### Data ###

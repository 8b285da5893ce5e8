//! Processor trees and request-time dispatch.
//!
//! A pipeline's processors form a linear chain of roots; each root may own
//! children. A node runs its own [`Processor::handle`] on its inputs, then
//! every child runs independently against that node's output and the child
//! outputs are concatenated in declaration order:
//!
//! ```text
//!  handler payload
//!        │
//!        ▼
//!    ┌───────┐      ┌──────────┐
//!    │ root1 │─────►│ child 1a │──► out 1a ┐
//!    └───────┘  └──►│ child 1b │──► out 1b ┴─► [1a, 1b] ──► root2 ──► …
//!                   └──────────┘
//! ```
//!
//! A leaf node contributes its own output. Siblings run concurrently, each on
//! its own copy of the metadata; their changes are merged back in declaration
//! order and the first sibling to change a key keeps it. Panics anywhere in
//! the tree are caught by [`catch_panic`] and turned into
//! [`ProcessorError::Panicked`].

mod ab_test;
mod fan_out;
mod forward;
mod sql;

pub use ab_test::{AbTestProcessor, EQUAL_VERDICT, NOT_EQUAL_VERDICT, VERDICT_KEY};
pub use fan_out::FanOutProcessor;
pub use forward::{BackendForwardProcessor, error_key, timing_key};
pub use sql::SqlQueryProcessor;

use esgate_kernel::pipeline::{
    Metadata, Payload, PipelineError, Processor, ProcessorContext, ProcessorError,
};
use futures::FutureExt;
use futures::future::{BoxFuture, try_join_all};
use std::any::Any;
use std::future::Future;
use std::panic::AssertUnwindSafe;

// ─────────────────────────────────────────────────────────────────────────────
// ProcessorNode
// ─────────────────────────────────────────────────────────────────────────────

/// One node of a processor tree. Owns its children.
pub struct ProcessorNode {
    processor: Box<dyn Processor>,
    children: Vec<ProcessorNode>,
}

impl ProcessorNode {
    pub fn new(processor: impl Processor + 'static) -> Self {
        Self {
            processor: Box::new(processor),
            children: Vec::new(),
        }
    }

    /// Append a child that runs against this node's output.
    pub fn add_processor(&mut self, child: impl Into<ProcessorNode>) -> &mut Self {
        self.children.push(child.into());
        self
    }

    /// Builder form of [`add_processor`](Self::add_processor).
    pub fn with_child(mut self, child: impl Into<ProcessorNode>) -> Self {
        self.children.push(child.into());
        self
    }

    pub fn id(&self) -> &str {
        self.processor.id()
    }

    pub fn children(&self) -> &[ProcessorNode] {
        &self.children
    }

    pub fn processor(&self) -> &dyn Processor {
        self.processor.as_ref()
    }

    /// Initialise this node, then its children depth-first.
    pub(crate) fn init(&mut self) -> Result<(), PipelineError> {
        let id = self.processor.id().to_string();
        self.processor
            .init()
            .map_err(|e| PipelineError::ProcessorInit(id, e.to_string()))?;
        self.children.iter_mut().try_for_each(ProcessorNode::init)
    }

    fn run<'a>(
        &'a self,
        ctx: &'a ProcessorContext<'a>,
        metadata: &'a mut Metadata,
        inputs: Vec<Payload>,
    ) -> BoxFuture<'a, Result<Vec<Payload>, ProcessorError>> {
        async move {
            let output = self.processor.handle(ctx, metadata, inputs).await?;
            if self.children.is_empty() {
                return Ok(vec![output]);
            }
            let base = metadata.clone();
            let branches = self.children.iter().map(|child| {
                let mut branch = base.clone();
                let input = output.clone();
                async move {
                    let outputs = child.run(ctx, &mut branch, vec![input]).await?;
                    Ok::<_, ProcessorError>((outputs, branch))
                }
            });
            let results = try_join_all(branches).await?;

            let mut outputs = Vec::with_capacity(results.len());
            for (branch_outputs, branch) in results {
                outputs.extend(branch_outputs);
                metadata.merge_branch(&base, branch);
            }
            Ok(outputs)
        }
        .boxed()
    }
}

impl<P: Processor + 'static> From<P> for ProcessorNode {
    fn from(processor: P) -> Self {
        ProcessorNode::new(processor)
    }
}

// ─────────────────────────────────────────────────────────────────────────────
// ProcessorChain
// ─────────────────────────────────────────────────────────────────────────────

/// The ordered root nodes of one pipeline.
#[derive(Default)]
pub struct ProcessorChain {
    roots: Vec<ProcessorNode>,
}

impl ProcessorChain {
    pub fn new(roots: Vec<ProcessorNode>) -> Self {
        Self { roots }
    }

    pub fn is_empty(&self) -> bool {
        self.roots.is_empty()
    }

    pub fn roots(&self) -> &[ProcessorNode] {
        &self.roots
    }

    pub(crate) fn init(&mut self) -> Result<(), PipelineError> {
        self.roots.iter_mut().try_for_each(ProcessorNode::init)
    }

    /// Run `input` through every root in order. Each root receives the full
    /// output list of the previous one.
    pub async fn dispatch(
        &self,
        ctx: &ProcessorContext<'_>,
        metadata: &mut Metadata,
        input: Payload,
    ) -> Result<Vec<Payload>, ProcessorError> {
        let mut current = vec![input];
        for root in &self.roots {
            current = root.run(ctx, metadata, current).await?;
        }
        Ok(current)
    }
}

// ─────────────────────────────────────────────────────────────────────────────
// Panic boundary
// ─────────────────────────────────────────────────────────────────────────────

/// Await `fut`, converting a panic into [`ProcessorError::Panicked`].
pub async fn catch_panic<T, F>(fut: F) -> Result<T, ProcessorError>
where
    F: Future<Output = Result<T, ProcessorError>>,
{
    match AssertUnwindSafe(fut).catch_unwind().await {
        Ok(result) => result,
        Err(panic) => Err(ProcessorError::Panicked(panic_message(panic.as_ref()))),
    }
}

pub(crate) fn panic_message(panic: &(dyn Any + Send)) -> String {
    if let Some(s) = panic.downcast_ref::<&str>() {
        (*s).to_string()
    } else if let Some(s) = panic.downcast_ref::<String>() {
        s.clone()
    } else {
        "unknown panic payload".to_string()
    }
}

#[cfg(test)]
mod tests {
    use super::*;
    use async_trait::async_trait;

    /// Appends `{id}\n` to every byte input and concatenates them.
    struct Tag(&'static str);

    #[async_trait]
    impl Processor for Tag {
        fn id(&self) -> &str {
            self.0
        }

        async fn handle(
            &self,
            _ctx: &ProcessorContext<'_>,
            metadata: &mut Metadata,
            inputs: Vec<Payload>,
        ) -> Result<Payload, ProcessorError> {
            let mut seen: Vec<String> = metadata.get("seen").unwrap_or_default();
            seen.push(self.0.to_string());
            metadata.set("seen", &seen);

            let mut out = Vec::new();
            for input in inputs {
                out.extend(input.to_bytes().unwrap_or_default());
                out.extend(format!("{}\n", self.0).into_bytes());
            }
            Ok(Payload::Bytes(out))
        }
    }

    struct Boom;

    #[async_trait]
    impl Processor for Boom {
        fn id(&self) -> &str {
            "boom"
        }

        async fn handle(
            &self,
            _ctx: &ProcessorContext<'_>,
            _metadata: &mut Metadata,
            _inputs: Vec<Payload>,
        ) -> Result<Payload, ProcessorError> {
            panic!("processor exploded");
        }
    }

    struct FailingInit;

    #[async_trait]
    impl Processor for FailingInit {
        fn id(&self) -> &str {
            "failing-init"
        }

        fn init(&mut self) -> Result<(), ProcessorError> {
            Err(ProcessorError::Init("no schema".into()))
        }

        async fn handle(
            &self,
            _ctx: &ProcessorContext<'_>,
            _metadata: &mut Metadata,
            inputs: Vec<Payload>,
        ) -> Result<Payload, ProcessorError> {
            Ok(inputs.into_iter().next().unwrap_or(Payload::Empty))
        }
    }

    fn ctx() -> ProcessorContext<'static> {
        ProcessorContext::new("req-1", &[])
    }

    fn text(p: &Payload) -> String {
        String::from_utf8(p.to_bytes().unwrap()).unwrap()
    }

    #[tokio::test]
    async fn children_fan_out_from_parent_output() {
        let chain = ProcessorChain::new(vec![
            ProcessorNode::new(Tag("ingest"))
                .with_child(Tag("inner1"))
                .with_child(Tag("inner2")),
        ]);
        let mut md = Metadata::new();
        let out = chain
            .dispatch(&ctx(), &mut md, Payload::text("bulk\n"))
            .await
            .unwrap();

        assert_eq!(out.len(), 2);
        assert_eq!(text(&out[0]), "bulk\ningest\ninner1\n");
        assert_eq!(text(&out[1]), "bulk\ningest\ninner2\n");
        // each sibling starts from the parent's metadata; the first one to
        // change a key keeps it
        assert_eq!(
            md.get::<Vec<String>>("seen").unwrap(),
            vec!["ingest", "inner1"]
        );
    }

    /// Waits `ms` milliseconds, then records its id under `done.{id}`.
    struct Slow(&'static str, u64);

    #[async_trait]
    impl Processor for Slow {
        fn id(&self) -> &str {
            self.0
        }

        async fn handle(
            &self,
            _ctx: &ProcessorContext<'_>,
            metadata: &mut Metadata,
            _inputs: Vec<Payload>,
        ) -> Result<Payload, ProcessorError> {
            tokio::time::sleep(std::time::Duration::from_millis(self.1)).await;
            metadata.set(format!("done.{}", self.0), &true);
            Ok(Payload::text(self.0))
        }
    }

    #[tokio::test(start_paused = true)]
    async fn siblings_run_concurrently() {
        let chain = ProcessorChain::new(vec![
            ProcessorNode::new(Tag("fan"))
                .with_child(Slow("primary", 300))
                .with_child(Slow("shadow", 300)),
        ]);
        let mut md = Metadata::new();
        let started = tokio::time::Instant::now();
        let out = chain
            .dispatch(&ctx(), &mut md, Payload::Empty)
            .await
            .unwrap();
        let elapsed = started.elapsed();

        assert!(elapsed < std::time::Duration::from_millis(600), "took {elapsed:?}");
        assert_eq!(out, vec![Payload::text("primary"), Payload::text("shadow")]);
        assert_eq!(md.get::<bool>("done.primary"), Some(true));
        assert_eq!(md.get::<bool>("done.shadow"), Some(true));
    }

    #[tokio::test(start_paused = true)]
    async fn output_order_follows_declaration_not_completion() {
        let chain = ProcessorChain::new(vec![
            ProcessorNode::new(Tag("fan"))
                .with_child(Slow("slow", 200))
                .with_child(Slow("fast", 10)),
        ]);
        let out = chain
            .dispatch(&ctx(), &mut Metadata::new(), Payload::Empty)
            .await
            .unwrap();
        assert_eq!(out, vec![Payload::text("slow"), Payload::text("fast")]);
    }

    #[tokio::test]
    async fn roots_chain_with_full_output_list() {
        let chain = ProcessorChain::new(vec![
            ProcessorNode::new(Tag("a")).with_child(Tag("b")).with_child(Tag("c")),
            ProcessorNode::new(Tag("join")),
        ]);
        let out = chain
            .dispatch(&ctx(), &mut Metadata::new(), Payload::text(""))
            .await
            .unwrap();
        assert_eq!(out.len(), 1);
        assert_eq!(text(&out[0]), "a\nb\njoin\na\nc\njoin\n");
    }

    #[tokio::test]
    async fn empty_chain_passes_input_through() {
        let out = ProcessorChain::default()
            .dispatch(&ctx(), &mut Metadata::new(), Payload::text("x"))
            .await
            .unwrap();
        assert_eq!(out, vec![Payload::text("x")]);
    }

    #[tokio::test]
    async fn panic_becomes_processor_error() {
        let chain = ProcessorChain::new(vec![ProcessorNode::new(Tag("a")).with_child(Boom)]);
        let mut md = Metadata::new();
        let err = catch_panic(chain.dispatch(&ctx(), &mut md, Payload::Empty))
            .await
            .unwrap_err();
        match err {
            ProcessorError::Panicked(msg) => assert_eq!(msg, "processor exploded"),
            other => panic!("unexpected error: {other}"),
        }
    }

    #[test]
    fn init_failure_names_the_processor() {
        let mut chain = ProcessorChain::new(vec![
            ProcessorNode::new(Tag("root")).with_child(FailingInit),
        ]);
        assert_eq!(
            chain.init(),
            Err(PipelineError::ProcessorInit(
                "failing-init".into(),
                "processor initialisation failed: no schema".into()
            ))
        );
    }
}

###

> _What you should do_: Filter this listing and copy only the lines holding the word "match".

> _Your solution_:
    match AssertUnwindSafe(fut).catch_unwind().await {
        match err {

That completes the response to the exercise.